People with too little GABA tend to suffer from anxiety disorders, and drugs like Valium work by enhancing the effects of GABA.  Lots of other drugs influence GABA receptors, including alcohol and barbiturates.  If GABA is lacking in certain parts of the brain, epilepsy results.

GABA is derived from glucose, which is transaminated in the Kreb’s cycle to glutamine and then converted to GABA by the enzyme, glutamic acid decarboxylase. Glucose Glutamine GABA.

HISTAMINE Amino acid Histidine is the precursor of an important neurotransmitter histamine. Histamine is present in venom and other stinging secretions.

Histamine is a biogenic amine involved in local immune responses Regulate physiological function in the gut Act as a neurotransmitter. Triggers the inflammatory response.

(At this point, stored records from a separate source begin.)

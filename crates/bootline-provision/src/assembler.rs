//! Artifact assembler: places sources, static assets and the built front-end
//! under the install root.

use std::fs;
use std::path::{Path, PathBuf};

use bootline_core::config::FrontendConfig;
use bootline_core::layout::{ApplicationLayout, EntryPoint};
use bootline_core::AssemblyError;
use walkdir::WalkDir;

use crate::process::{CommandRunner, CommandSpec};

/// Output directories probed when the recipe does not name one.
pub const OUTPUT_CANDIDATES: &[&str] = &["dist", "build", "out"];

fn copy_err(from: &Path, to: &Path, source: std::io::Error) -> AssemblyError {
    AssemblyError::Copy {
        from: from.to_path_buf(),
        to: to.to_path_buf(),
        source,
    }
}

/// Copy `from` into `to`, preserving relative paths and skipping directories
/// named in `exclude`. Returns the number of files copied.
///
/// Copying a tree onto itself is a no-op. When `to` lies inside `from` the
/// destination subtree is not walked.
pub fn copy_tree(from: &Path, to: &Path, exclude: &[String]) -> Result<usize, AssemblyError> {
    let src = fs::canonicalize(from).map_err(|_| AssemblyError::MissingSource(from.to_path_buf()))?;
    fs::create_dir_all(to).map_err(|e| copy_err(from, to, e))?;
    let dest = fs::canonicalize(to).map_err(|e| copy_err(from, to, e))?;
    if src == dest {
        tracing::debug!(path = %src.display(), "Source and destination coincide, nothing to copy");
        return Ok(0);
    }

    let walker = WalkDir::new(&src).min_depth(1).into_iter().filter_entry(|e| {
        let is_excluded_dir = e.file_type().is_dir()
            && exclude.iter().any(|x| e.file_name().to_string_lossy() == x.as_str());
        !is_excluded_dir && e.path() != dest
    });

    let mut copied = 0;
    for entry in walker {
        let entry = entry.map_err(|e| copy_err(from, to, e.into()))?;
        let Ok(rel) = entry.path().strip_prefix(&src) else {
            continue;
        };
        let target = dest.join(rel);
        let ft = entry.file_type();
        if ft.is_dir() {
            fs::create_dir_all(&target).map_err(|e| copy_err(entry.path(), &target, e))?;
        } else if ft.is_symlink() && entry.path().is_dir() {
            tracing::warn!(path = %entry.path().display(), "Skipping symlinked directory");
        } else {
            fs::copy(entry.path(), &target).map_err(|e| copy_err(entry.path(), &target, e))?;
            copied += 1;
        }
    }
    Ok(copied)
}

/// Copy the application source and static trees into the install root.
/// A missing static tree yields an empty destination directory.
pub fn copy_sources(layout: &ApplicationLayout) -> Result<usize, AssemblyError> {
    if !layout.source_from.is_dir() {
        return Err(AssemblyError::MissingSource(layout.source_from.clone()));
    }
    let mut copied = copy_tree(&layout.source_from, &layout.source_to, &layout.exclude)?;
    tracing::info!(
        from = %layout.source_from.display(),
        to = %layout.source_to.display(),
        files = copied,
        "Copied application source"
    );

    if layout.static_from.is_dir() {
        copied += copy_tree(&layout.static_from, &layout.static_to, &layout.exclude)?;
    } else {
        tracing::info!(path = %layout.static_from.display(), "No static tree, creating empty destination");
        fs::create_dir_all(&layout.static_to)
            .map_err(|e| copy_err(&layout.static_from, &layout.static_to, e))?;
    }
    Ok(copied)
}

/// The entry module must be importable from the install root.
pub fn verify_entry(layout: &ApplicationLayout, entry: &EntryPoint) -> Result<PathBuf, AssemblyError> {
    layout
        .entry_module(entry)
        .ok_or_else(|| AssemblyError::EntryMissing {
            entry: entry.to_string(),
            root: layout.install_root.clone(),
        })
}

fn is_non_empty_dir(dir: &Path) -> bool {
    fs::read_dir(dir)
        .map(|mut it| it.next().is_some())
        .unwrap_or(false)
}

/// Configured output directory, else the first non-empty candidate.
pub fn locate_output(frontend_dir: &Path, frontend: &FrontendConfig) -> Result<PathBuf, AssemblyError> {
    let candidates: Vec<PathBuf> = match &frontend.output {
        Some(out) => vec![frontend_dir.join(out)],
        None => OUTPUT_CANDIDATES.iter().map(|c| frontend_dir.join(c)).collect(),
    };
    candidates
        .iter()
        .find(|c| is_non_empty_dir(c))
        .cloned()
        .ok_or_else(|| AssemblyError::MissingOutput {
            candidates: candidates.iter().map(|c| c.display().to_string()).collect(),
        })
}

/// Run `npm run <script>` and publish its output into the static destination.
pub fn build_frontend(
    runner: &dyn CommandRunner,
    layout: &ApplicationLayout,
    frontend: &FrontendConfig,
) -> Result<PathBuf, AssemblyError> {
    let dir = layout.project_root.join(&frontend.dir);
    if !dir.join("package.json").is_file() {
        return Err(AssemblyError::NoPackageJson(dir));
    }

    let spec = CommandSpec::new("npm")
        .args(["run", frontend.script.as_str()])
        .cwd(&dir)
        .env("CI", "1")
        .timeout_secs(frontend.timeout_secs)
        .streaming();
    tracing::info!(command = %spec.display(), dir = %dir.display(), "Building front-end");
    let outcome = runner.run(&spec).map_err(|e| AssemblyError::BuildFailed {
        command: spec.display(),
        code: None,
        stderr: format!("{e:#}"),
    })?;
    if outcome.timed_out {
        return Err(AssemblyError::BuildTimedOut {
            command: spec.display(),
            timeout_secs: frontend.timeout_secs,
        });
    }
    if !outcome.success() {
        return Err(AssemblyError::BuildFailed {
            command: spec.display(),
            code: outcome.code,
            stderr: outcome.stderr_tail(),
        });
    }

    let output = locate_output(&dir, frontend)?;
    let dest = match &frontend.dest_subdir {
        Some(sub) => layout.static_to.join(sub),
        None => layout.static_to.clone(),
    };
    let files = copy_tree(&output, &dest, &[])?;
    tracing::info!(
        output = %output.display(),
        dest = %dest.display(),
        files,
        "Published front-end build"
    );
    Ok(dest)
}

As part of an immune response to foreign pathogens, histamine is found in bound form in granules in basophils and mast cells found in nearby connective tissues. The bound form is inactive but stimuli causes its release from these granules. Histamine increases the permeability of the capillaries to white blood cells and other proteins, in order to allow them to engage foreign invaders in the affected tissues.

Storage and release- Mast cells or basophils. Most histamine in the body is stored in granules in mast cells or in white blood cells called basophils. Mast cells are especially numerous at sites of potential injury - the nose, mouth, and feet, internal body surfaces, and blood vessels.

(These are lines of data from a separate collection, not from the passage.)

pub mod config;
pub mod error;
pub mod layout;
pub mod manifest;
pub mod observability;
pub mod state;

pub use error::{AssemblyError, BootError, ConfigError, LaunchError, ProvisioningError};
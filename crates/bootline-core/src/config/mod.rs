//! Bootline configuration layer
//!
//! All environment reads go through this module; the rest of the workspace
//! sees structured values only.
//!
//! - `loader`: `env_or`, `env_optional`, `env_bool` helpers with alias chains
//! - `recipe`: the `bootline.yaml` schema and its environment overrides
//! - `env_keys`: key constants

pub mod env_keys;
pub mod loader;
pub mod recipe;

pub use loader::{env_bool, env_optional, env_or, process_env, Lookup};
pub use recipe::{
    FrontendConfig, ImageConfig, LaunchConfig, LayoutConfig, PathMapping, PythonConfig, Recipe,
    StagesConfig, ToolchainConfig, ToolchainDescriptor, RECIPE_FILE_NAMES,
};

/// Port used when the platform does not inject `PORT`.
pub const DEFAULT_PORT: u16 = 8080;

/// Fallback values for platform-injected keys, consulted after the environment.
pub const DEFAULTS: &[(&str, u16)] = &[(env_keys::PORT, DEFAULT_PORT)];

/// Look up the documented fallback for a platform-injected key.
pub fn default_for(key: &str) -> Option<u16> {
    DEFAULTS.iter().find(|(k, _)| *k == key).map(|(_, v)| *v)
}

#[cfg(test)]
mod tests {
    use super::*;

    #[test]
    fn test_default_table_has_port() {
        assert_eq!(default_for("PORT"), Some(8080));
        assert_eq!(default_for("HOST"), None);
    }
}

Non-mast cell histamine is found in several tissues, including the brain, where it functions as a neurotransmitter. Another important site of histamine storage and release is the enterochromaffin-like (ECL) cell of the stomach.

The most important pathophysiologic mechanism of mast cell and basophil histamine release is immunologic. Production of IgE by an Ag. IgE molecules attach to the surface of mast cells and basophils. When the same antigen re-enters into the tissue, Then Ag-Ab reaction occurs. This degranulates the mast cells and basophils. And histamine is released.

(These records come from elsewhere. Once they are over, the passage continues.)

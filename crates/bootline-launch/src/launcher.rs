//! Launch sequence: preflight, then exec into the server.

use bootline_core::config::{Lookup, Recipe};
use bootline_core::layout::EntryPoint;
use bootline_core::observability::record_event;
use bootline_core::state::{Lifecycle, Phase};
use bootline_core::BootError;
use bootline_provision::installer::resolve_interpreter;
use bootline_provision::process::CommandRunner;

use crate::command::LaunchCommand;
use crate::preflight;
use crate::resolve::{resolve_keep_alive, resolve_port_or};

/// Values given on the command line; each wins over environment and recipe.
#[derive(Debug, Clone, Default)]
pub struct LaunchOverrides {
    pub port: Option<u16>,
    pub keep_alive: Option<u64>,
    pub entry: Option<String>,
}

pub struct Launcher<'a> {
    recipe: &'a Recipe,
    runner: &'a dyn CommandRunner,
    overrides: LaunchOverrides,
    dry_run: bool,
}

impl<'a> Launcher<'a> {
    pub fn new(recipe: &'a Recipe, runner: &'a dyn CommandRunner, overrides: LaunchOverrides) -> Self {
        Self {
            recipe,
            runner,
            overrides,
            dry_run: false,
        }
    }

    /// Dry runs skip the import probe and the port bind.
    pub fn dry_run(mut self, dry_run: bool) -> Self {
        self.dry_run = dry_run;
        self
    }

    /// Run the preflight checks in order and build the server command.
    pub fn prepare(&self, lookup: Lookup<'_>) -> Result<LaunchCommand, BootError> {
        let launch = &self.recipe.launch;
        let install_root = &self.recipe.install_root;
        let entry = EntryPoint::parse(self.overrides.entry.as_deref().unwrap_or(launch.entry.as_str()))?;
        let port = resolve_port_or(self.overrides.port, lookup, launch.default_port)?;
        let keep_alive = resolve_keep_alive(self.overrides.keep_alive, lookup, launch.keep_alive_secs);

        if launch.require_ready {
            let marker = preflight::check_ready(install_root)?;
            if marker.recipe_fingerprint != self.recipe.fingerprint() {
                tracing::warn!(built_at = %marker.built_at, "Recipe changed since the environment was built");
            }
        } else {
            tracing::debug!("Readiness check disabled");
        }

        preflight::check_entry(install_root, &entry)?;
        // Same interpreter the build installed into.
        let python = resolve_interpreter(self.runner, self.recipe).ok();
        if !self.dry_run {
            if launch.verify_import {
                preflight::probe_import(
                    self.runner,
                    python.as_deref(),
                    install_root,
                    &entry,
                    launch.import_timeout_secs,
                )?;
            }
            preflight::probe_port(port)?;
        }

        let cmd = LaunchCommand::build(
            self.runner,
            python.as_deref(),
            &launch.server,
            &entry,
            port,
            keep_alive,
            &launch.server_args,
            install_root.clone(),
        )?;
        tracing::info!(command = %cmd.display(), port, "Preflight passed");
        Ok(cmd)
    }

    /// Prepare and hand over to the server. On Unix this only returns on
    /// failure; elsewhere it returns the server's exit status.
    pub fn launch(&self, lookup: Lookup<'_>) -> Result<i32, BootError> {
        let cmd = self.prepare(lookup)?;
        let mut lifecycle = Lifecycle::at(Phase::Ready);
        lifecycle.advance(Phase::Serving)?;
        record_event("launch", None, "exec", None, &cmd.display());

        let code = match cmd.exec() {
            Ok(code) => code,
            Err(e) => {
                record_event("launch", None, "failed", None, &e.to_string());
                return Err(e.into());
            }
        };
        if code != 0 {
            lifecycle.advance(Phase::Crashed)?;
            tracing::error!(code, "Server exited");
            record_event("launch", None, "crashed", None, &code.to_string());
        }
        Ok(code)
    }
}

#[cfg(test)]
mod tests {
    use super::*;
    use bootline_core::manifest::ResolvedSet;
    use bootline_core::state::ReadyMarker;
    use bootline_core::LaunchError;
    use bootline_provision::process::{CommandOutcome, CommandSpec};
    use std::cell::RefCell;
    use std::collections::HashMap;
    use std::fs;
    use std::net::TcpListener;
    use std::path::Path;

    struct Stub;

    impl CommandRunner for Stub {
        fn run(&self, _: &CommandSpec) -> anyhow::Result<CommandOutcome> {
            Ok(CommandOutcome {
                code: Some(0),
                ..Default::default()
            })
        }
        fn has_program(&self, program: &str) -> bool {
            matches!(program, "uvicorn" | "python3")
        }
    }

    /// Only system `python3` on PATH; records every command it runs.
    #[derive(Default)]
    struct SystemPythonOnly {
        seen: RefCell<Vec<String>>,
    }

    impl CommandRunner for SystemPythonOnly {
        fn run(&self, spec: &CommandSpec) -> anyhow::Result<CommandOutcome> {
            self.seen.borrow_mut().push(spec.display());
            Ok(CommandOutcome {
                code: Some(0),
                ..Default::default()
            })
        }
        fn has_program(&self, program: &str) -> bool {
            program == "python3"
        }
    }

    fn env(pairs: &[(&str, &str)]) -> impl Fn(&str) -> Option<String> {
        let map: HashMap<String, String> = pairs
            .iter()
            .map(|(k, v)| (k.to_string(), v.to_string()))
            .collect();
        move |k: &str| map.get(k).cloned()
    }

    fn built(root: &Path, with_entry: bool) -> Recipe {
        let mut recipe = Recipe::default();
        recipe.project_root = root.to_path_buf();
        recipe.install_root = root.to_path_buf();
        ReadyMarker {
            phase: Phase::Ready,
            recipe_fingerprint: recipe.fingerprint(),
            manifest_fingerprint: None,
            resolved: ResolvedSet::default(),
            toolchain: None,
            stages: Vec::new(),
            entry: recipe.launch.entry.clone(),
            declared_port: recipe.launch.expose,
            built_at: chrono::Utc::now(),
        }
        .write(root)
        .unwrap();
        if with_entry {
            fs::create_dir_all(root.join("app")).unwrap();
            fs::write(root.join("app/main.py"), "app = object()\n").unwrap();
        }
        recipe
    }

    fn free_port() -> u16 {
        TcpListener::bind(("0.0.0.0", 0)).unwrap().local_addr().unwrap().port()
    }

    #[test]
    fn test_not_ready_without_marker() {
        let tmp = tempfile::tempdir().unwrap();
        let mut recipe = Recipe::default();
        recipe.install_root = tmp.path().to_path_buf();
        let err = Launcher::new(&recipe, &Stub, LaunchOverrides::default())
            .prepare(&env(&[]))
            .unwrap_err();
        assert!(matches!(err, BootError::Launch(LaunchError::NotReady(_))));
        assert_eq!(err.exit_code(), 5);
    }

    #[test]
    fn test_missing_entry_fails_before_port_probe() {
        let tmp = tempfile::tempdir().unwrap();
        let recipe = built(tmp.path(), false);
        let held = TcpListener::bind(("0.0.0.0", 0)).unwrap();
        let port = held.local_addr().unwrap().port().to_string();
        let err = Launcher::new(&recipe, &Stub, LaunchOverrides::default())
            .prepare(&env(&[("PORT", port.as_str())]))
            .unwrap_err();
        assert!(matches!(err, BootError::Launch(LaunchError::EntryUnresolvable { .. })));
    }

    #[test]
    fn test_prepare_uses_port_and_keep_alive_from_env() {
        let tmp = tempfile::tempdir().unwrap();
        let recipe = built(tmp.path(), true);
        let port = free_port().to_string();
        let cmd = Launcher::new(&recipe, &Stub, LaunchOverrides::default())
            .prepare(&env(&[("PORT", port.as_str()), ("KEEP_ALIVE_TIMEOUT", "120")]))
            .unwrap();
        let line = cmd.display();
        assert!(line.starts_with("uvicorn app.main:app --host 0.0.0.0 --port "));
        assert!(line.contains(&format!("--port {port}")));
        assert!(line.ends_with("--timeout-keep-alive 120"));
        assert_eq!(cmd.env.get("PORT"), Some(&port));
        assert_eq!(cmd.cwd, tmp.path());
    }

    #[test]
    fn test_port_in_use_is_a_launch_error() {
        let tmp = tempfile::tempdir().unwrap();
        let recipe = built(tmp.path(), true);
        let held = TcpListener::bind(("0.0.0.0", 0)).unwrap();
        let port = held.local_addr().unwrap().port();
        let overrides = LaunchOverrides {
            port: Some(port),
            ..Default::default()
        };
        let err = Launcher::new(&recipe, &Stub, overrides).prepare(&env(&[])).unwrap_err();
        assert!(matches!(err, BootError::Launch(LaunchError::PortInUse { .. })));
    }

    #[test]
    fn test_dry_run_skips_port_probe_and_cli_entry_wins() {
        let tmp = tempfile::tempdir().unwrap();
        let recipe = built(tmp.path(), true);
        fs::write(tmp.path().join("app/api.py"), "api = object()\n").unwrap();
        let held = TcpListener::bind(("0.0.0.0", 0)).unwrap();
        let overrides = LaunchOverrides {
            port: Some(held.local_addr().unwrap().port()),
            entry: Some("app.api:api".into()),
            ..Default::default()
        };
        let cmd = Launcher::new(&recipe, &Stub, overrides)
            .dry_run(true)
            .prepare(&env(&[]))
            .unwrap();
        assert_eq!(cmd.args[0], "app.api:api");
    }

    #[test]
    fn test_readiness_can_be_disabled() {
        let tmp = tempfile::tempdir().unwrap();
        fs::create_dir_all(tmp.path().join("app")).unwrap();
        fs::write(tmp.path().join("app/main.py"), "").unwrap();
        let mut recipe = Recipe::default();
        recipe.install_root = tmp.path().to_path_buf();
        recipe.launch.require_ready = false;
        let cmd = Launcher::new(&recipe, &Stub, LaunchOverrides::default())
            .dry_run(true)
            .prepare(&env(&[]))
            .unwrap();
        assert!(cmd.display().contains("--port 8080"));
    }

    #[test]
    fn test_configured_interpreter_used_for_import_and_server() {
        let tmp = tempfile::tempdir().unwrap();
        let mut recipe = built(tmp.path(), true);
        recipe.python.interpreter = Some("/opt/venv/bin/python".into());
        recipe.launch.verify_import = true;
        let runner = SystemPythonOnly::default();
        let port = free_port().to_string();
        let cmd = Launcher::new(&recipe, &runner, LaunchOverrides::default())
            .prepare(&env(&[("PORT", port.as_str())]))
            .unwrap();

        let seen = runner.seen.borrow();
        assert_eq!(seen.len(), 1);
        assert!(seen[0].starts_with("/opt/venv/bin/python -c "));
        assert_eq!(cmd.program, "/opt/venv/bin/python");
        assert!(cmd.display().starts_with("/opt/venv/bin/python -m uvicorn app.main:app"));
    }
}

This type of histamine release produces type I or immediate allergic reaction. Histamine is also produced during immune reaction mediated by IgG and IgM. Chemical and mechanical stimuli can also cause its release. Tissue injury and burns can also cause its release.

Mechanism of action Histamine exerts its actions by combining with specific cellular histamine receptors. The four histamine receptors that have been discovered are designated H1 through H4.

Type, Location, Function of Receptors H1 receptors: Found on smooth muscle, endothelium, and central nervous system tissue. Causes vasodilatation, bronchoconstriction, and pain and itching due to insect stings. These are the primary receptors involved in allergic rhinitis symptoms, motion sickness and sleep regulation.

H2 receptors: Located on parietal cells of stomach, brain and cardiac muscle. Primarily stimulate gastric acid secretion.

H3 receptor: Found on central nervous system and to a lesser extent on peripheral nervous system tissue.

H4 receptor: Found primarily in the basophils and in the bone marrow H4 receptor: Found primarily in the basophils and in the bone marrow. It is also found on thymus, small intestine, spleen and colon. Plays a role in chemotaxis.

Actions of Histamine Cardiovascular system: Vasodilatation of arterioles and pre capillary sphincters. This decreases the peripheral vascular resistance and leads to severe fall in both systolic and diastolic blood pressures. Increased permeability of vessels. This produces urticaria and laryngeal edema(triple response- Flare, wheal and pain). Increase heart rate.

Bronchial smooth muscles: It causes bronchoconstriction. GIT: Causes contraction of Smooth muscles of GIT. Causes HCl secretion.

Nervous system: Histaminergic neurons occur in the posterior hypothalamus whose axons project to all parts of the brain. 1. Histamine plays a role in arousal, pain threshold, regulation of blood pressure.

Histamine has got no clinical applications, but agents that interfere with the action of histamine have important therapeutic applications.